Quedan, por tanto, tres, los tres vocalistas, esos tres seres humanos raros y adorables que ocuparon la delantera del escenario, respaldados por cuatro músicos. En cuanto aparecieron, quedó claro que todo aquello del rollo majara y marciano continúa muy vigente, por mucho que los cuerpos no sean ya como en 1976. Cindy Wilson lucía el aparatoso peinado de colmena que da nombre a la banda (llamaban a ese estilo 'B-52' por su parecido con el morro del modelo de avión) y se había puesto un inconcebible mono negro cubierto de filamentos verdes y con hombreras puntiagudas, además de un par de boas de plumas. Kate Pierson llevaba el pelo rosa y un traje también rosa de flecos, ¡todo él de flecos! Y Fred Schneider... bueno, Fred Schneider parecía un señor que pasaba por ahí, más discreto que antaño, pero el brillo de su mirada delataba la excentricidad de siempre. Empezaron a cantar 'Cosmic Thing' y, maravilla, las voces de Cindy y Kate sonaban igual, con los wuuuuu y los aaaaaah y los estribillos luminosos que contrastan con el fraseo airado de Fred.
Sí, los B-52s siguen siendo una de las experiencias más locas que puede brindar el rock and roll, con su combinación de concepto singular (algo así como una versión de serie B de la clase media de los 50), estilos musicales añejos (grupos de chicas, funk, música surf, rock de los 50...), letras demenciales y vocación payasa. En el Azkena hicieron su repertorio habitual de los últimos tiempos, que alterna los hits obligados ('Private Idaho', 'Love Shack', 'Roam', 'Rock Lobster'...) con canciones menos inmediatas a las que se mantienen leales, como 'Mesopotamia' o '52 Girls'. Como el protagonismo va por turnos (Cindy, por ejemplo, cumple con su deber de cantar entera 'Give Me Back My Man'), los tres tienen ratos en los que no hacen nada y los invierten en sus cosas, entregándose con absoluta seriedad a quehaceres absolutamente absurdos: Cindy adoptaba poses estatuarias, Kate bailaba como si adorase a alguna deidad antigua y Fred se entretenía con instrumentos singulares, desde un vibráfono con forma de lira hasta uno de esos silbatos que cambian de nota al tirar de un palito. Incluso se marchó del escenario durante tres canciones. Ah, también se dirigía al público en esforzado castellano: «Y ahora, las personas más fantásticas del mundo, ¡nosotros!», dijo cuando llegó la hora de presentar a la banda.

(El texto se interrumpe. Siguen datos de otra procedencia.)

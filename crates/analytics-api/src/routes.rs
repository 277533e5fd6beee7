use axum::{
    Router, middleware,
    routing::get,
};

use crate::state::AppState;

async fn plain() -> &'static str { "hi" }

pub fn create_router(state: AppState) -> Router {
    let api_routes = Router::<AppState>::new()
        .route("/health", get(plain))
        .route_layer(middleware::from_fn(crate::middleware::tenant_context::tenant_context))
        .with_state(state.clone());

    Router::new().merge(api_routes)
}
//! Live funnel counters: active sessions, trailing-hour volumes, step
//! distribution, per-minute trends and realtime anomaly signals.

use chrono::{DateTime, Utc};
use serde::{Deserialize, Serialize};

use funnelcast_common::cache::CacheClass;
use funnelcast_common::error::AppError;
use funnelcast_common::ids::{IdKind, format_id};
use funnelcast_common::tenant::TenantContext;

use crate::analytics::engine::{Analyzed, AnalyticsEngine};
use crate::analytics::stats;
use crate::repository::{DateRange, live, steps};

#[derive(Debug, Clone, Serialize, Deserialize)]
pub struct LiveAnalysis {
    pub funnel_id: String,
    pub funnel_name: String,
    pub basic: LiveBasics,
    pub step_distribution: Vec<LiveStep>,
    pub minute_trends: Vec<MinutePoint>,
    pub anomalies: LiveAnomalies,
}

#[derive(Debug, Clone, Serialize, Deserialize)]
pub struct LiveBasics {
    pub active_sessions: i64,
    pub entries_last_hour: i64,
    pub conversions_last_hour: i64,
    pub current_conversion_rate: f64,
}

#[derive(Debug, Clone, Serialize, Deserialize)]
pub struct LiveStep {
    pub step_order: i32,
    pub label: String,
    pub users: i64,
}

#[derive(Debug, Clone, Serialize, Deserialize)]
pub struct MinutePoint {
    pub bucket: DateTime<Utc>,
    pub entries: i64,
    pub conversions: i64,
}

#[derive(Debug, Clone, Serialize, Deserialize)]
pub struct LiveAnomalies {
    pub rate_last_24h: f64,
    pub conversion_rate_change_percent: f64,
    pub stuck_steps: Vec<StuckStep>,
}

#[derive(Debug, Clone, Serialize, Deserialize)]
pub struct StuckStep {
    pub step_order: i32,
    pub label: String,
    pub stuck_users: i64,
}

impl AnalyticsEngine {
    pub fn live(&self, ctx: TenantContext, funnel_id: i64) -> Result<Analyzed<LiveAnalysis>, AppError> {
        let key = Self::funnel_key("funnel:live", ctx, funnel_id, &[]);

        self.run_cached(&key, CacheClass::LiveMetrics, || {
            self.compute_live(ctx, funnel_id, Utc::now())
        })
    }

    fn compute_live(
        &self,
        ctx: TenantContext,
        funnel_id: i64,
        now: DateTime<Utc>,
    ) -> Result<LiveAnalysis, AppError> {
        let (funnel, definition) = self.resolve_funnel(ctx, funnel_id)?;

        let basic = live::live_basic(self.pool(), ctx, funnel_id, now)?;
        let distribution = live::active_step_distribution(self.pool(), ctx, funnel_id, now)?;
        let trends = live::minute_trend(self.pool(), ctx, funnel_id, now)?;
        let stuck = live::stuck_users_by_step(self.pool(), ctx, funnel_id, now)?;

        let day_totals = steps::funnel_totals(
            self.pool(),
            ctx,
            funnel_id,
            DateRange { start: now - chrono::Duration::hours(24), end: now },
        )?;

        let current_rate = if basic.entries_last_hour > 0 {
            basic.conversions_last_hour as f64 / basic.entries_last_hour as f64 * 100.0
        } else {
            0.0
        };
        let rate_24h = if day_totals.entries > 0 {
            day_totals.conversions as f64 / day_totals.entries as f64 * 100.0
        } else {
            0.0
        };
        let change = if rate_24h > 0.0 {
            (current_rate - rate_24h) / rate_24h * 100.0
        } else {
            0.0
        };

        let label_of = |order: i32| {
            definition
                .step(order)
                .map(|s| s.label.clone())
                .unwrap_or_else(|| format!("step {order}"))
        };

        Ok(LiveAnalysis {
            funnel_id: format_id(IdKind::Funnel, funnel_id),
            funnel_name: funnel.name,
            basic: LiveBasics {
                active_sessions: basic.active_sessions,
                entries_last_hour: basic.entries_last_hour,
                conversions_last_hour: basic.conversions_last_hour,
                current_conversion_rate: stats::round2(current_rate),
            },
            step_distribution: distribution
                .into_iter()
                .map(|row| LiveStep {
                    step_order: row.step_order,
                    label: label_of(row.step_order),
                    users: row.users,
                })
                .collect(),
            minute_trends: trends
                .into_iter()
                .map(|row| MinutePoint {
                    bucket: row.bucket,
                    entries: row.entries,
                    conversions: row.conversions,
                })
                .collect(),
            anomalies: LiveAnomalies {
                rate_last_24h: stats::round2(rate_24h),
                conversion_rate_change_percent: stats::round2(change),
                stuck_steps: stuck
                    .into_iter()
                    .map(|row| StuckStep {
                        step_order: row.step_order,
                        label: label_of(row.step_order),
                        stuck_users: row.stuck_users,
                    })
                    .collect(),
            },
        })
    }
}
//! Realtime funnel state tracker.
//!
//! Consumes normalized event records from an in-process channel, matches
//! them against the active published funnel definitions, and maintains each
//! user's [`UserFunnelState`](funnelcast_common::funnel::UserFunnelState).
//! The pipeline is best-effort: failures are logged and counted, never
//! surfaced to the event producer, and re-delivery of an event can only
//! repeat a state, never regress it.

pub mod funnel_cache;
pub mod matcher;
pub mod metrics;
pub mod processor;
pub mod store;
pub mod worker;

pub use metrics::TrackerMetrics;
pub use worker::{TrackerHandle, TrackerWorker};
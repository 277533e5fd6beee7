use diesel::prelude::*;
use diesel::result::Error as DieselError;

use funnelcast_common::db::{DbPool, run_with_statement_retry};
use funnelcast_common::error::AppError;
use funnelcast_common::funnel::UserFunnelState;
use funnelcast_common::schema::funnel_user_states;
use funnelcast_common::tenant::TenantContext;

/// Loads one user's progression through a funnel.
pub fn find_user_state(
    pool: &DbPool,
    ctx: TenantContext,
    funnel_id: i64,
    anonymous_id: &str,
) -> Result<UserFunnelState, AppError> {
    run_with_statement_retry(pool, |conn| {
        funnel_user_states::table
            .filter(funnel_user_states::tenant_id.eq(ctx.tenant_id))
            .filter(funnel_user_states::workspace_id.eq(ctx.workspace_id))
            .filter(funnel_user_states::funnel_id.eq(funnel_id))
            .filter(funnel_user_states::anonymous_id.eq(anonymous_id))
            .select(UserFunnelState::as_select())
            .first(conn)
            .map_err(|e| match e {
                DieselError::NotFound => {
                    AppError::NotFound("No funnel progression for this user".to_string())
                }
                _ => AppError::from(e),
            })
    })
}
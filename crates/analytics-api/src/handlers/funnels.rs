use axum::{
    Extension, Json,
    extract::{Path, Query, State},
    response::IntoResponse,
};
use chrono::{DateTime, Utc};
use serde::{Deserialize, Serialize};

use funnelcast_common::cache::{AnalyticsCache, CacheClass};
use funnelcast_common::error::AppError;
use funnelcast_common::funnel::{StepDefinition, StepMatchRule, VersionState};
use funnelcast_common::ids::{IdKind, format_id, parse_id};
use funnelcast_common::tenant::TenantContext;

use crate::db::funnels as db;
use crate::state::AppState;

// ── Response types ──────────────────────────────────────────────────

#[derive(Debug, Serialize)]
pub struct FunnelResponse {
    pub id: String,
    pub name: String,
    #[serde(skip_serializing_if = "Option::is_none")]
    pub description: Option<String>,
    pub created_at: DateTime<Utc>,
    pub updated_at: DateTime<Utc>,
    #[serde(skip_serializing_if = "Option::is_none")]
    pub archived_at: Option<DateTime<Utc>>,
    pub versions: Vec<VersionResponse>,
    pub publications: Vec<PublicationResponse>,
}

#[derive(Debug, Serialize)]
pub struct VersionResponse {
    pub id: String,
    pub version: i32,
    pub state: String,
    pub created_at: DateTime<Utc>,
    pub steps: Vec<StepResponse>,
}

#[derive(Debug, Serialize)]
pub struct StepResponse {
    pub id: String,
    pub order_index: i32,
    pub step_type: String,
    pub label: String,
    #[serde(skip_serializing_if = "Option::is_none")]
    pub metadata: Option<serde_json::Value>,
    pub matches: Vec<StepMatchRule>,
}

#[derive(Debug, Serialize)]
pub struct PublicationResponse {
    pub id: String,
    pub version: i32,
    pub published_at: DateTime<Utc>,
    pub window_days: i32,
    #[serde(skip_serializing_if = "Option::is_none")]
    pub notes: Option<String>,
    pub snapshot_data: serde_json::Value,
}

impl From<db::FunnelDetail> for FunnelResponse {
    fn from(detail: db::FunnelDetail) -> Self {
        Self {
            id: format_id(IdKind::Funnel, detail.funnel.id),
            name: detail.funnel.name,
            description: detail.funnel.description,
            created_at: detail.funnel.created_at,
            updated_at: detail.funnel.updated_at,
            archived_at: detail.funnel.archived_at,
            versions: detail
                .versions
                .into_iter()
                .map(|version| VersionResponse {
                    id: format_id(IdKind::FunnelVersion, version.row.id),
                    version: version.row.version,
                    state: version.row.state,
                    created_at: version.row.created_at,
                    steps: version
                        .steps
                        .into_iter()
                        .map(|step| StepResponse {
                            id: format_id(IdKind::Step, step.id),
                            order_index: step.definition.order_index,
                            step_type: step.definition.step_type.as_str().to_string(),
                            label: step.definition.label,
                            metadata: step.definition.metadata,
                            matches: step.definition.matches,
                        })
                        .collect(),
                })
                .collect(),
            publications: detail
                .publications
                .into_iter()
                .map(|publication| PublicationResponse {
                    id: format_id(IdKind::Publication, publication.id),
                    version: publication.version,
                    published_at: publication.published_at,
                    window_days: publication.window_days,
                    notes: publication.notes,
                    snapshot_data: publication.snapshot_data,
                })
                .collect(),
        }
    }
}

// ── Inputs ──────────────────────────────────────────────────────────

#[derive(Debug, Deserialize)]
pub struct CreateFunnelInput {
    pub name: String,
    #[serde(default)]
    pub description: Option<String>,
    pub steps: Vec<StepDefinition>,
}

#[derive(Debug, Deserialize)]
pub struct UpdateFunnelInput {
    pub name: Option<String>,
    pub description: Option<String>,
    pub steps: Option<Vec<StepDefinition>>,
}

#[derive(Debug, Deserialize)]
pub struct ListFunnelsQuery {
    #[serde(default = "default_page")]
    pub page: i64,
    #[serde(default = "default_limit")]
    pub limit: i64,
    pub search: Option<String>,
    pub state: Option<String>,
    #[serde(default)]
    pub include_archived: bool,
}

fn default_page() -> i64 {
    1
}

fn default_limit() -> i64 {
    20
}

#[derive(Debug, Deserialize)]
pub struct PublishQuery {
    pub version: i32,
}

#[derive(Debug, Deserialize)]
pub struct PublishInput {
    #[serde(default = "default_window_days")]
    pub window_days: i32,
    #[serde(default)]
    pub notes: Option<String>,
}

impl Default for PublishInput {
    fn default() -> Self {
        Self { window_days: default_window_days(), notes: None }
    }
}

fn default_window_days() -> i32 {
    30
}

#[derive(Debug, Serialize)]
pub struct ListFunnelsResponse {
    pub items: Vec<FunnelResponse>,
    pub total_count: i64,
    pub page: i64,
    pub limit: i64,
    pub summary: db::FunnelSummary,
}

// ── Handlers ────────────────────────────────────────────────────────

async fn invalidate(state: &AppState, ctx: TenantContext, funnel_id: i64) {
    state.cache.invalidate_funnel(funnel_id, ctx.tenant_id, ctx.workspace_id);
    state.tracker.invalidate_definitions(ctx).await;
}

pub async fn create_funnel(
    State(state): State<AppState>,
    Extension(ctx): Extension<TenantContext>,
    Json(input): Json<CreateFunnelInput>,
) -> Result<impl IntoResponse, AppError> {
    let detail = db::create_funnel(
        &state.db_pool,
        ctx,
        db::NewFunnelInput {
            name: input.name,
            description: input.description,
            steps: input.steps,
        },
    )?;

    invalidate(&state, ctx, detail.funnel.id).await;
    Ok((
        axum::http::StatusCode::CREATED,
        Json(FunnelResponse::from(detail)),
    ))
}

pub async fn list_funnels(
    State(state): State<AppState>,
    Extension(ctx): Extension<TenantContext>,
    Query(query): Query<ListFunnelsQuery>,
) -> Result<impl IntoResponse, AppError> {
    let key = AnalyticsCache::workspace_scoped_key(
        "funnel:list",
        ctx.tenant_id,
        ctx.workspace_id,
        &[
            ("includeArchived", query.include_archived.to_string()),
            ("limit", query.limit.to_string()),
            ("page", query.page.to_string()),
            ("search", query.search.clone().unwrap_or_default()),
            ("state", query.state.clone().unwrap_or_default()),
        ],
    );
    if let Some(cached) = state.cache.get::<serde_json::Value>(&key) {
        return Ok(Json(cached));
    }

    let state_filter = query
        .state
        .as_deref()
        .map(VersionState::parse)
        .transpose()?;

    let list = db::list_funnels(
        &state.db_pool,
        ctx,
        &db::ListFunnelsParams {
            page: query.page,
            limit: query.limit,
            search: query.search,
            state: state_filter,
            include_archived: query.include_archived,
        },
    )?;

    let response = serde_json::to_value(ListFunnelsResponse {
        items: list.items.into_iter().map(FunnelResponse::from).collect(),
        total_count: list.total_count,
        page: query.page.max(1),
        limit: query.limit,
        summary: list.summary,
    })
    .map_err(|e| AppError::Internal(format!("failed to serialise funnel list: {e}")))?;

    state.cache.set(&key, &response, CacheClass::FunnelList);
    Ok(Json(response))
}

pub async fn get_funnel(
    State(state): State<AppState>,
    Extension(ctx): Extension<TenantContext>,
    Path(funnel_id): Path<String>,
) -> Result<impl IntoResponse, AppError> {
    let funnel_id = parse_id(IdKind::Funnel, &funnel_id)?;

    let key = AnalyticsCache::funnel_scoped_key(
        "funnel:config",
        funnel_id,
        ctx.tenant_id,
        ctx.workspace_id,
        &[],
    );
    if let Some(cached) = state.cache.get::<serde_json::Value>(&key) {
        return Ok(Json(cached));
    }

    let detail = db::get_funnel(&state.db_pool, ctx, funnel_id)?;
    let response = serde_json::to_value(FunnelResponse::from(detail))
        .map_err(|e| AppError::Internal(format!("failed to serialise funnel: {e}")))?;

    state.cache.set(&key, &response, CacheClass::FunnelConfig);
    Ok(Json(response))
}

pub async fn update_funnel(
    State(state): State<AppState>,
    Extension(ctx): Extension<TenantContext>,
    Path(funnel_id): Path<String>,
    Json(input): Json<UpdateFunnelInput>,
) -> Result<impl IntoResponse, AppError> {
    let funnel_id = parse_id(IdKind::Funnel, &funnel_id)?;
    let detail = db::update_funnel(
        &state.db_pool,
        ctx,
        funnel_id,
        db::UpdateFunnelInput {
            name: input.name,
            description: input.description,
            steps: input.steps,
        },
    )?;

    invalidate(&state, ctx, funnel_id).await;
    Ok(Json(FunnelResponse::from(detail)))
}

pub async fn archive_funnel(
    State(state): State<AppState>,
    Extension(ctx): Extension<TenantContext>,
    Path(funnel_id): Path<String>,
) -> Result<impl IntoResponse, AppError> {
    let funnel_id = parse_id(IdKind::Funnel, &funnel_id)?;
    let detail = db::archive_funnel(&state.db_pool, ctx, funnel_id)?;

    invalidate(&state, ctx, funnel_id).await;
    Ok(Json(FunnelResponse::from(detail)))
}

pub async fn publish_funnel(
    State(state): State<AppState>,
    Extension(ctx): Extension<TenantContext>,
    Path(funnel_id): Path<String>,
    Query(query): Query<PublishQuery>,
    input: Option<Json<PublishInput>>,
) -> Result<impl IntoResponse, AppError> {
    let funnel_id = parse_id(IdKind::Funnel, &funnel_id)?;
    let Json(input) = input.unwrap_or_default();

    let publication = db::publish_funnel(
        &state.db_pool,
        ctx,
        funnel_id,
        query.version,
        input.window_days,
        input.notes,
    )?;

    invalidate(&state, ctx, funnel_id).await;
    Ok((
        axum::http::StatusCode::CREATED,
        Json(PublicationResponse {
            id: format_id(IdKind::Publication, publication.id),
            version: publication.version,
            published_at: publication.published_at,
            window_days: publication.window_days,
            notes: publication.notes,
            snapshot_data: publication.snapshot_data,
        }),
    ))
}

pub async fn funnel_summary(
    State(state): State<AppState>,
    Extension(ctx): Extension<TenantContext>,
) -> Result<impl IntoResponse, AppError> {
    let summary = db::funnel_summary(&state.db_pool, ctx)?;
    Ok(Json(summary))
}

La poderosa base rítmica remarcaba el pulso bailable de las canciones (los espectadores de algunas zonas se quejaron de que el bajo dominaba demasiado) y los fans respondían meneándose al estilo B-52s, aleteando con los brazos o sacudiendo los hombros, abducidos por la fiesta cósmica de la banda. La cumbre del concierto llegó al final con una interpretación impecable de su gran clásico, 'Rock Lobster' («ahora, ¡langosta rock!»), una canción tan distinta a todo que vale por un festival entero, que es un festival entero.